{Reference Type}: Review
{Title}: Hereditary fibrosing poikiloderma (POIKTMP syndrome) report of a new mutation and review of the literature.
{Author}: Hoeger PH;Koehler LM;Reipschlaeger M;Mercier S;
{Journal}: Pediatr Dermatol
{Volume}: 40
{Issue}: 1
{Year}: Jan 2023
{Factor}: 1.997
{DOI}: 10.1111/pde.15133
{Abstract}: Hereditary fibrosing poikiloderma with tendon contractures, myopathy, and pulmonary fibrosis (POIKTMP) is a genodermatosis with autosomal dominant inheritance caused by mutations in FAM111B. We report another case with a new pathogenic variant and analyze all previously published 34 cases with a focus on sequence of clinical presentation and genotype-phenotype correlation. POIKTMP is characterized by marked age-dependent clinical expressivity.

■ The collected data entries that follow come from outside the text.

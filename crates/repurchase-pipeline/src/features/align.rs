//! Train/serving column alignment.
//!
//! A model is trained on one column layout; at serving time the observed
//! country set (and therefore the one-hot column set) can differ. A
//! [`FeatureSchema`] captures the training layout once and is applied as a
//! pure projection afterward.

use crate::error::Result;
use crate::schema::COUNTRY_FEATURE_PREFIX;
use polars::prelude::*;
use std::collections::HashSet;
use tracing::debug;

/// An ordered snapshot of a feature matrix's columns.
#[derive(Debug, Clone, PartialEq, Eq)]
pub struct FeatureSchema {
    columns: Vec<String>,
}

impl FeatureSchema {
    /// Capture the column layout of a training-time feature matrix.
    pub fn from_frame(df: &DataFrame) -> Self {
        Self {
            columns: df
                .get_column_names()
                .into_iter()
                .map(|s| s.to_string())
                .collect(),
        }
    }

    /// Build a schema from an explicit ordered column list.
    pub fn from_columns(columns: Vec<String>) -> Self {
        Self { columns }
    }

    pub fn columns(&self) -> &[String] {
        &self.columns
    }

    /// Reference one-hot country columns, in schema order.
    fn country_columns(&self) -> impl Iterator<Item = &String> {
        self.columns
            .iter()
            .filter(|c| c.starts_with(COUNTRY_FEATURE_PREFIX))
    }
}

/// Project a feature matrix onto a reference schema:
///
/// 1. reference country columns absent here are added as all-zero;
/// 2. country columns absent from the reference are dropped;
/// 3. the reference column order is applied, restricted to columns that now
///    exist in the matrix.
pub(super) fn align_to_reference(df: DataFrame, reference: &FeatureSchema) -> Result<DataFrame> {
    let mut out = df;
    let rows = out.height();

    let present: HashSet<String> = out
        .get_column_names()
        .into_iter()
        .map(|s| s.to_string())
        .collect();

    let mut added = 0usize;
    for column in reference.country_columns() {
        if !present.contains(column) {
            let zeros = Series::new(column.as_str().into(), vec![0.0f64; rows]);
            out.with_column(zeros)?;
            added += 1;
        }
    }

    let reference_countries: HashSet<&str> = reference
        .country_columns()
        .map(|s| s.as_str())
        .collect();
    let extra: Vec<String> = out
        .get_column_names()
        .into_iter()
        .filter(|c| {
            c.starts_with(COUNTRY_FEATURE_PREFIX) && !reference_countries.contains(c.as_str())
        })
        .map(|s| s.to_string())
        .collect();
    for column in &extra {
        out = out.drop(column)?;
    }

    let present: HashSet<String> = out
        .get_column_names()
        .into_iter()
        .map(|s| s.to_string())
        .collect();
    let ordered: Vec<&str> = reference
        .columns()
        .iter()
        .filter(|c| present.contains(*c))
        .map(|s| s.as_str())
        .collect();

    debug!(
        "Aligned features to reference: +{} zero country columns, -{} extra",
        added,
        extra.len()
    );

    Ok(out.select(ordered)?)
}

FAM111B encodes a catalytic nuclear protein, expressed in many tissues, which contributes to impaired DNA repair affecting multiple systems. Specific inhibition of catalytic activity might be a future strategy to halt progression of this otherwise untreatable disease. Given the relentless progression of the disease, it would make sense to start such treatment as early as possible. In order to achieve this objective, children with suspected POIKTMP should therefore undergo early imaging of all relevant organ systems.